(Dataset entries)
..............................

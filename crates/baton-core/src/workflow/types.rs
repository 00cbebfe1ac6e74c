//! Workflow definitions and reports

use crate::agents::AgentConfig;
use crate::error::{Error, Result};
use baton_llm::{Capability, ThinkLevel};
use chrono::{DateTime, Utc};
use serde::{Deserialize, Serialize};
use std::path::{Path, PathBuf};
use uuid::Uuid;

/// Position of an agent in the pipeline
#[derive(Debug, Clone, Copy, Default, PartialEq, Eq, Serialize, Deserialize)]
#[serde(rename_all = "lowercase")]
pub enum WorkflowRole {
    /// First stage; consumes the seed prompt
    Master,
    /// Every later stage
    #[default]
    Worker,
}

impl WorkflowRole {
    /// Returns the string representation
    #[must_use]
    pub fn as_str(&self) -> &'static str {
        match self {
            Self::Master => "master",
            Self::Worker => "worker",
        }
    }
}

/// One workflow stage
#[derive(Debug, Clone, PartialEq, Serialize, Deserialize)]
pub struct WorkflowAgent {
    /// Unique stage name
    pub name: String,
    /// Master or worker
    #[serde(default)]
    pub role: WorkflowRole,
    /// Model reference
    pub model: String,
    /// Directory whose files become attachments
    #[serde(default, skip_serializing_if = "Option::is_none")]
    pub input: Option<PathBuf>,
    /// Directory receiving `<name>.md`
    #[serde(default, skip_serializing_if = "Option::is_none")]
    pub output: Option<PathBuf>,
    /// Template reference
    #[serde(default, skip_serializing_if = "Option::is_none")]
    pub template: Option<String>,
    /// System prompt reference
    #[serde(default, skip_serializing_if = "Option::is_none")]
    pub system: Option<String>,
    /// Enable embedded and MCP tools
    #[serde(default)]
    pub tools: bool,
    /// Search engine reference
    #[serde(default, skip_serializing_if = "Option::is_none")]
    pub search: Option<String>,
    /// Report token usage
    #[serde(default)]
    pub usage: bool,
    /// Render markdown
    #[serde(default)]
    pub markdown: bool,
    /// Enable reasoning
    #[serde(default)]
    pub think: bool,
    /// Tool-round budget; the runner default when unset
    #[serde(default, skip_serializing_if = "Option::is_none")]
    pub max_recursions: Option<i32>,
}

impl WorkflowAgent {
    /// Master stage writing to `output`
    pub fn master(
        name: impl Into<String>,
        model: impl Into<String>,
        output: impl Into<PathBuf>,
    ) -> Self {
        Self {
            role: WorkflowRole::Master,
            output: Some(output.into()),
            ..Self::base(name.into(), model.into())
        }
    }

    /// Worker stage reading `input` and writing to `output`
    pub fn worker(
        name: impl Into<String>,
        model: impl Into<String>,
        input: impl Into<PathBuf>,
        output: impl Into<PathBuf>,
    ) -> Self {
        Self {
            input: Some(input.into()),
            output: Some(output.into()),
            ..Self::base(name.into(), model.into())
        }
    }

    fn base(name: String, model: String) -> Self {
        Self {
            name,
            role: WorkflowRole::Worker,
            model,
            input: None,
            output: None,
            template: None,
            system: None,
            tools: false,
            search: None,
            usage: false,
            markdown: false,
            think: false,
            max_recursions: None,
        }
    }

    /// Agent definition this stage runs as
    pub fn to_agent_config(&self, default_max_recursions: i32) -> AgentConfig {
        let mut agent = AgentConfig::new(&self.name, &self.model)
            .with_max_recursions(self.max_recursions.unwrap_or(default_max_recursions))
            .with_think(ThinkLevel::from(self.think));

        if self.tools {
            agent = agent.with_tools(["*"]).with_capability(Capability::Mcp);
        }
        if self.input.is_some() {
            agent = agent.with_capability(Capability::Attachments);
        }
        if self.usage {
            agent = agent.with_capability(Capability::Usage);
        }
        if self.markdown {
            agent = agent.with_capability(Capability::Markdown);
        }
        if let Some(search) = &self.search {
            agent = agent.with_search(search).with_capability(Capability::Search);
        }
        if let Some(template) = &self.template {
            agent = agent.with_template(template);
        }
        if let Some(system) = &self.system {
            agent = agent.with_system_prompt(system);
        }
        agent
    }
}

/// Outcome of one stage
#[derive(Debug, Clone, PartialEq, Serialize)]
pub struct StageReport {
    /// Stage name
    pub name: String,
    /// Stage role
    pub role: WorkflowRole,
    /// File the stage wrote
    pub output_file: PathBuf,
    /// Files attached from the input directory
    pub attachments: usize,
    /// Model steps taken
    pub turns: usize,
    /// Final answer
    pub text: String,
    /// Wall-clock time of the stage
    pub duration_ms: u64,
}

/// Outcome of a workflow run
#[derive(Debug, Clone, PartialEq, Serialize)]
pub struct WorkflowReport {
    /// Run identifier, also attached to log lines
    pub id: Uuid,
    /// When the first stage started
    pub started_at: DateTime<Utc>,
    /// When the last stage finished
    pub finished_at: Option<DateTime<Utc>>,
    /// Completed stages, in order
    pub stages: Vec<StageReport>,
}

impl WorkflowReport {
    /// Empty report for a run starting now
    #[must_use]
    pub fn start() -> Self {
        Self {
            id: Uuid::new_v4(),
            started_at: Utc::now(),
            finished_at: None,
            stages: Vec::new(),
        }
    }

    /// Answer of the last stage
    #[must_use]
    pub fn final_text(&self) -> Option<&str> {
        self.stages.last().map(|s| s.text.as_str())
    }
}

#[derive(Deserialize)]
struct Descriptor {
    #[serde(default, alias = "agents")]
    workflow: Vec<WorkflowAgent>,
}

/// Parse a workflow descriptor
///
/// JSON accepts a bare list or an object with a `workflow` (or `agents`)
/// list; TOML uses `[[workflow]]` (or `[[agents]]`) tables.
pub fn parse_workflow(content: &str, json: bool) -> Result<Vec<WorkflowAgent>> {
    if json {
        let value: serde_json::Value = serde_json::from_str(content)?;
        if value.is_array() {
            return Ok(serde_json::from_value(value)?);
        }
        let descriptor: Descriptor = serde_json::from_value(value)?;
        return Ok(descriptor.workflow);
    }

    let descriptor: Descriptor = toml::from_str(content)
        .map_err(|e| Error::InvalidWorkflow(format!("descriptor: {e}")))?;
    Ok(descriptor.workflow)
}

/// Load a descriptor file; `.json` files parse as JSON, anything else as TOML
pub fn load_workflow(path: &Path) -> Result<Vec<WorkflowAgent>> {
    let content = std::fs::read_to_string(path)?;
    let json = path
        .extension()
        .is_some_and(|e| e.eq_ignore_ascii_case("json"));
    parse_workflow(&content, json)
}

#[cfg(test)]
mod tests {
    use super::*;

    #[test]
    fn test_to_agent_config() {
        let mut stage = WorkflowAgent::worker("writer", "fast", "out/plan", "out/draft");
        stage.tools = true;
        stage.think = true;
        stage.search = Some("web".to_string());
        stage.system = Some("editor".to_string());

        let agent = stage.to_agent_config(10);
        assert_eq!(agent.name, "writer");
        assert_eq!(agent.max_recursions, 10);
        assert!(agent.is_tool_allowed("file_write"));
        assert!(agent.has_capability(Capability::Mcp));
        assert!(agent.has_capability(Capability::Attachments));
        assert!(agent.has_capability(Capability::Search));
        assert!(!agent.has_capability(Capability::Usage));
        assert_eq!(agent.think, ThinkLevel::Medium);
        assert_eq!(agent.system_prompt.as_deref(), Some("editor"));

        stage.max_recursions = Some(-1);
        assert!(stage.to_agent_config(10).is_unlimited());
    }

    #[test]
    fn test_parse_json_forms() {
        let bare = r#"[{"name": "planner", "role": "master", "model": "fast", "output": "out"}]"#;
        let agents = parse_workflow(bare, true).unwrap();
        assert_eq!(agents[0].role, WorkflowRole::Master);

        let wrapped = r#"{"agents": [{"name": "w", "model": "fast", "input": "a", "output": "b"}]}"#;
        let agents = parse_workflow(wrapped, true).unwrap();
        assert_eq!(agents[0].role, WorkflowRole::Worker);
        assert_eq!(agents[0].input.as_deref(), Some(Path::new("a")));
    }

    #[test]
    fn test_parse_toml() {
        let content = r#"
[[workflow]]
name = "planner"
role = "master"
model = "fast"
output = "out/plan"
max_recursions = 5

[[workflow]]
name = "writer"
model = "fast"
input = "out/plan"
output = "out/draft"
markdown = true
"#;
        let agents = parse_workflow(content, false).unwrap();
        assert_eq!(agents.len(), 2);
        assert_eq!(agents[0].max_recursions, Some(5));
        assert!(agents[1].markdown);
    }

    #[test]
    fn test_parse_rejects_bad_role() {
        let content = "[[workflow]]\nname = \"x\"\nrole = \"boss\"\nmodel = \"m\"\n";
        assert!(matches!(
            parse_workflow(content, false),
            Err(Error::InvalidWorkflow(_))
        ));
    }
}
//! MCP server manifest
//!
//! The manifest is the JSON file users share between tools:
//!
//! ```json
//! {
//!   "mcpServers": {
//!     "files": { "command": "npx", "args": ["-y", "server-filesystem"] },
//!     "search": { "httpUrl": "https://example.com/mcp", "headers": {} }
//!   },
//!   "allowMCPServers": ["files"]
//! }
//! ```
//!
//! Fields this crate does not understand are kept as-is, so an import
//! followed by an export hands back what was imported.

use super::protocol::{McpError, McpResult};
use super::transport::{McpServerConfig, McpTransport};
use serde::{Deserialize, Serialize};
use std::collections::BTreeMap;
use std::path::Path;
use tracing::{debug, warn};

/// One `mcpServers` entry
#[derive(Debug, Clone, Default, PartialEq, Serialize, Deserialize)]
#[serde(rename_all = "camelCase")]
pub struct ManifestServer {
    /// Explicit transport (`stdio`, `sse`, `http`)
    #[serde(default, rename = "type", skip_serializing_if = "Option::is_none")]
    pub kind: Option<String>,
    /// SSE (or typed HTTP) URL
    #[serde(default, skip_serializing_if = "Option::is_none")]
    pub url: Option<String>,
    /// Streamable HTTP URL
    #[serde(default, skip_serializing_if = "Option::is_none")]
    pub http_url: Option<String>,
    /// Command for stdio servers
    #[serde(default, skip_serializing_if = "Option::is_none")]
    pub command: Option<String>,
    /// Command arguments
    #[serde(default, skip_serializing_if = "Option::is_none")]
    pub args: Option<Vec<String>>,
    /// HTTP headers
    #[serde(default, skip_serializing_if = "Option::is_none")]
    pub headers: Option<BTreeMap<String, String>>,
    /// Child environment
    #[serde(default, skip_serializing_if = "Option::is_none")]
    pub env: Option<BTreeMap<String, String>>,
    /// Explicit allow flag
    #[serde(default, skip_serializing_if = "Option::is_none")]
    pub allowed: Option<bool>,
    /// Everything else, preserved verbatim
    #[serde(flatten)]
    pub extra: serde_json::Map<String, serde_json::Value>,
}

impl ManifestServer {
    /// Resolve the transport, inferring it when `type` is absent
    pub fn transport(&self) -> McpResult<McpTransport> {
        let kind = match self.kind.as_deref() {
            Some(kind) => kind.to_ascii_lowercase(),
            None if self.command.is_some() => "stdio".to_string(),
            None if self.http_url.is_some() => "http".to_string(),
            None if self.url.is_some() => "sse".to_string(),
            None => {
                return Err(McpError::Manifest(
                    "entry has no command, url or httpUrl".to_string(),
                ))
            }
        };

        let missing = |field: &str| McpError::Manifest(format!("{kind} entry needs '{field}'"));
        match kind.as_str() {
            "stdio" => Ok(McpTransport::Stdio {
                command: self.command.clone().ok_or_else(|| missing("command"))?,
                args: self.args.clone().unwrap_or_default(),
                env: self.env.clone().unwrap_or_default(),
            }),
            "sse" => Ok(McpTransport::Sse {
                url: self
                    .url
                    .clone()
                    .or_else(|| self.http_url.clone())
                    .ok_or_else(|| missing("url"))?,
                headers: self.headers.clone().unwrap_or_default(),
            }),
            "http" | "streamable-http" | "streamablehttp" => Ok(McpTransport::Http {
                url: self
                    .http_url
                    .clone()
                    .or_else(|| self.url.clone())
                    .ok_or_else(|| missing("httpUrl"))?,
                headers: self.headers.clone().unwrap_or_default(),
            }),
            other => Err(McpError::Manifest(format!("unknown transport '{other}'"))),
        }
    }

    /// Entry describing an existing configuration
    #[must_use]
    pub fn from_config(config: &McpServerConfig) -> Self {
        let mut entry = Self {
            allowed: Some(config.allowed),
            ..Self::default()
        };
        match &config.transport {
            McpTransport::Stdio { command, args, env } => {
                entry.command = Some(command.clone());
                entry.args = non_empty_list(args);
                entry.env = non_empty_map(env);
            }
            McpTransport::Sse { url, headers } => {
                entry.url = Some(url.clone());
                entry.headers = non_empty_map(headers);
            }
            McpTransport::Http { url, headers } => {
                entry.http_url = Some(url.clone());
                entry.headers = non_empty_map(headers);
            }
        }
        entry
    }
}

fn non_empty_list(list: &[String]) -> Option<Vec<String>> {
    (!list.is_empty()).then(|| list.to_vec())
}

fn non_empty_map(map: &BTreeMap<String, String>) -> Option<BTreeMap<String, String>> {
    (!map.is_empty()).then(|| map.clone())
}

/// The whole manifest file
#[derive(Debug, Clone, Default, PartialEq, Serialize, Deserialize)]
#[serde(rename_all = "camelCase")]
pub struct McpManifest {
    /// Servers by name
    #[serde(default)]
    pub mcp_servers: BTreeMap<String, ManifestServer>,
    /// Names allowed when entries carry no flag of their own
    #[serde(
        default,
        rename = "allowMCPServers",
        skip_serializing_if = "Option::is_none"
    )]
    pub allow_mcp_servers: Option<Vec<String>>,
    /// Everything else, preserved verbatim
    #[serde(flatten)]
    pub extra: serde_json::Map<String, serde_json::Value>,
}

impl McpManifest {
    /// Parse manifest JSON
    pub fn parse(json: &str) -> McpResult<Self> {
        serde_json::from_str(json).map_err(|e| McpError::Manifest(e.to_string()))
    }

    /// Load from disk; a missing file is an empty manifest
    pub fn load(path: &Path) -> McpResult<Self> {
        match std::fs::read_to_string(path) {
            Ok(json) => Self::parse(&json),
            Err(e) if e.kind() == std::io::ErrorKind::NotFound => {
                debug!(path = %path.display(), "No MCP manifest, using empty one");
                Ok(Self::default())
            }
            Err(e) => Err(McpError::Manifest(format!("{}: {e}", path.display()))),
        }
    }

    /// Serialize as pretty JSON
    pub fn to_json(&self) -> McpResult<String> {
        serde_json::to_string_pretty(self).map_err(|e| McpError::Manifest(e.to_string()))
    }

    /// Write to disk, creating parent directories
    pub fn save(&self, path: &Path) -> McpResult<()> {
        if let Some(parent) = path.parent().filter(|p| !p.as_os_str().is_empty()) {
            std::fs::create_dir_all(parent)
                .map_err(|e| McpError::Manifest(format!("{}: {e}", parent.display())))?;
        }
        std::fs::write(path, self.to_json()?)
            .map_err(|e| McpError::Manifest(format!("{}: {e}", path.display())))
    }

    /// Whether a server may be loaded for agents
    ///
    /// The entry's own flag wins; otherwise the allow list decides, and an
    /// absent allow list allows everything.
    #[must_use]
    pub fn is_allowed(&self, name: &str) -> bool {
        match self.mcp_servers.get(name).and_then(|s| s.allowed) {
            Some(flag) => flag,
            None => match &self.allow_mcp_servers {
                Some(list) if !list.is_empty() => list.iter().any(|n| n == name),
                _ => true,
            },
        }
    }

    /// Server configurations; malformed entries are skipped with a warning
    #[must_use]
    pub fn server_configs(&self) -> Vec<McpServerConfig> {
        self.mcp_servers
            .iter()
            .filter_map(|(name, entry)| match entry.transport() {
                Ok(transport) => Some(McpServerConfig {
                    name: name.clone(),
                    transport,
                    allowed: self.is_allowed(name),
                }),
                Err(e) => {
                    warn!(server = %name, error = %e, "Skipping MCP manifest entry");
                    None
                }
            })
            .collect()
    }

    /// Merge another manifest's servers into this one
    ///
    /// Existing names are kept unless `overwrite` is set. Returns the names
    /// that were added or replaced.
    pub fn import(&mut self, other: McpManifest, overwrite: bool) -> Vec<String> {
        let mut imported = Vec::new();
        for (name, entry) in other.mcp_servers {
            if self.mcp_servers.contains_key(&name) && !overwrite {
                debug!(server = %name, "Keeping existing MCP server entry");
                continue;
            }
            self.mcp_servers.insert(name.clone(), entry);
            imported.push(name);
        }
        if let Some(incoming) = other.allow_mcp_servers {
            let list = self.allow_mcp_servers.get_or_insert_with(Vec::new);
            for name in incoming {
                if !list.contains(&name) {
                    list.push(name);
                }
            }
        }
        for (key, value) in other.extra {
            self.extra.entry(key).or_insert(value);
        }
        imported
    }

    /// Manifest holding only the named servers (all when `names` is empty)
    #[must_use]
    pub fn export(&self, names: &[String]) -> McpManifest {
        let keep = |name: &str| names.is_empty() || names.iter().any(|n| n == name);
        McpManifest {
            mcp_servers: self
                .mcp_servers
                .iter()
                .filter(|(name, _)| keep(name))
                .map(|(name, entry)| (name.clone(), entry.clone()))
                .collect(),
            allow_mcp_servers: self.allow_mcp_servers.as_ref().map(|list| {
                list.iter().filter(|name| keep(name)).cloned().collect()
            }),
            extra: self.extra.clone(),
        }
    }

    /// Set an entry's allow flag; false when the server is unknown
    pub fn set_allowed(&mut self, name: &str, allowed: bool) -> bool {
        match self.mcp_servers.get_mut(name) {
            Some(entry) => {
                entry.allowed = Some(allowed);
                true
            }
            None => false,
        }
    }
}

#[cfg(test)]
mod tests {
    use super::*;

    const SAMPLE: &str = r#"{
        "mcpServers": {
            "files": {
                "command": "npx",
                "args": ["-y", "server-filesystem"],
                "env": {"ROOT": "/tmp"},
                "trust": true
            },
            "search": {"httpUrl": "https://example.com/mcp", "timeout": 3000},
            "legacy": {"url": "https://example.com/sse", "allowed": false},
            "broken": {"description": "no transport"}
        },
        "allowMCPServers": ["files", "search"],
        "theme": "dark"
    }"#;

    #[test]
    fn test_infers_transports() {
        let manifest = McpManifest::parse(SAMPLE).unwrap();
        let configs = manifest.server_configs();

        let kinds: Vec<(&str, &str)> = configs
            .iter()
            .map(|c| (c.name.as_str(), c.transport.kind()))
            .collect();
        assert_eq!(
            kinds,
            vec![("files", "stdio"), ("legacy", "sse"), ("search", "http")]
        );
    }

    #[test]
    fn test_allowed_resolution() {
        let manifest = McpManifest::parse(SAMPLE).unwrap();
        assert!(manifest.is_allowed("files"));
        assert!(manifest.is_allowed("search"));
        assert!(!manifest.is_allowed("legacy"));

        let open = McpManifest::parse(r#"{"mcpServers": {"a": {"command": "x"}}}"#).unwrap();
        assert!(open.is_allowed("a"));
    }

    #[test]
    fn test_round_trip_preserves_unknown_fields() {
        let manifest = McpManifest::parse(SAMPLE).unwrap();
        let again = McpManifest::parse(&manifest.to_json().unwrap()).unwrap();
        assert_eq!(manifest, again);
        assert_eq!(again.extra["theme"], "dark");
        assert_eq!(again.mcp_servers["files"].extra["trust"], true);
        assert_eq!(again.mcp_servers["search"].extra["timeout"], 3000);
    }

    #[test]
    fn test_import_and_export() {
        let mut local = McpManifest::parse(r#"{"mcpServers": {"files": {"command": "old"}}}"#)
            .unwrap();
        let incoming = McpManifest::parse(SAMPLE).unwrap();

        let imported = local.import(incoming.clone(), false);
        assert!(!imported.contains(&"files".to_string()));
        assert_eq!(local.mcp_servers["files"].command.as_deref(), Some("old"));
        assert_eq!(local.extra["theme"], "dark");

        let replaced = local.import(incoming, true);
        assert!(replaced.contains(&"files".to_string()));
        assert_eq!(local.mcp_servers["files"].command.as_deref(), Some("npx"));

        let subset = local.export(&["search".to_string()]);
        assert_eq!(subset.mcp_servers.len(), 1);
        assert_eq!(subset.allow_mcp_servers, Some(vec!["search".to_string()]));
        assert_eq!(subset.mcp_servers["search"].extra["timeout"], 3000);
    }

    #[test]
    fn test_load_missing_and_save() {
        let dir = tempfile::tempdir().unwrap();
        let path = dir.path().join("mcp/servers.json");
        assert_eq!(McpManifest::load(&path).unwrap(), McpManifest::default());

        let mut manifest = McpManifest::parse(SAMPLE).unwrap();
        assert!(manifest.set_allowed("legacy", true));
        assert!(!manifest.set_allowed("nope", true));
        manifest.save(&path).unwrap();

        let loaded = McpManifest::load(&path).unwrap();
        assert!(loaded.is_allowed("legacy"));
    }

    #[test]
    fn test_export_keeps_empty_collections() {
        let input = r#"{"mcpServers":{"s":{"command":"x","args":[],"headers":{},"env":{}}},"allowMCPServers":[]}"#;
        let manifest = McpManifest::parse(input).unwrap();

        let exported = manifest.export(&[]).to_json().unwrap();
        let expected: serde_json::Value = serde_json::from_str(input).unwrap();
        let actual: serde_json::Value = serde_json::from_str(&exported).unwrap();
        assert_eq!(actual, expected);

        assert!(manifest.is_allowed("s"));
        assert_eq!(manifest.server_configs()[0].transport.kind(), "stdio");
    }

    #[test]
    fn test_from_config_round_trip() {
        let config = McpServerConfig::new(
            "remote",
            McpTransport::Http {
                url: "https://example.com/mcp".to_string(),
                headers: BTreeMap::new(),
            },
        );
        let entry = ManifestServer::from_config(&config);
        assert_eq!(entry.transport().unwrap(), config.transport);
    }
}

..............................

Prompt: Restate, word for word and with nothing added, the lines from the beginning of the records above through the line that contains "default when unset".

Exercise answer:
filename crates/baton-core/src/workflow/types.rs
repository 00cbebfe1ac6e74c
//! Workflow definitions and reports

use crate::agents::AgentConfig;
use crate::error::{Error, Result};
use baton_llm::{Capability, ThinkLevel};
use chrono::{DateTime, Utc};
use serde::{Deserialize, Serialize};
use std::path::{Path, PathBuf};
use uuid::Uuid;

/// Position of an agent in the pipeline
#[derive(Debug, Clone, Copy, Default, PartialEq, Eq, Serialize, Deserialize)]
#[serde(rename_all = "lowercase")]
pub enum WorkflowRole {
    /// First stage; consumes the seed prompt
    Master,
    /// Every later stage
    #[default]
    Worker,
}

impl WorkflowRole {
    /// Returns the string representation
    #[must_use]
    pub fn as_str(&self) -> &'static str {
        match self {
            Self::Master => "master",
            Self::Worker => "worker",
        }
    }
}

/// One workflow stage
#[derive(Debug, Clone, PartialEq, Serialize, Deserialize)]
pub struct WorkflowAgent {
    /// Unique stage name
    pub name: String,
    /// Master or worker
    #[serde(default)]
    pub role: WorkflowRole,
    /// Model reference
    pub model: String,
    /// Directory whose files become attachments
    #[serde(default, skip_serializing_if = "Option::is_none")]
    pub input: Option<PathBuf>,
    /// Directory receiving `<name>.md`
    #[serde(default, skip_serializing_if = "Option::is_none")]
    pub output: Option<PathBuf>,
    /// Template reference
    #[serde(default, skip_serializing_if = "Option::is_none")]
    pub template: Option<String>,
    /// System prompt reference
    #[serde(default, skip_serializing_if = "Option::is_none")]
    pub system: Option<String>,
    /// Enable embedded and MCP tools
    #[serde(default)]
    pub tools: bool,
    /// Search engine reference
    #[serde(default, skip_serializing_if = "Option::is_none")]
    pub search: Option<String>,
    /// Report token usage
    #[serde(default)]
    pub usage: bool,
    /// Render markdown
    #[serde(default)]
    pub markdown: bool,
    /// Enable reasoning
    #[serde(default)]
    pub think: bool,
    /// Tool-round budget; the runner default when unset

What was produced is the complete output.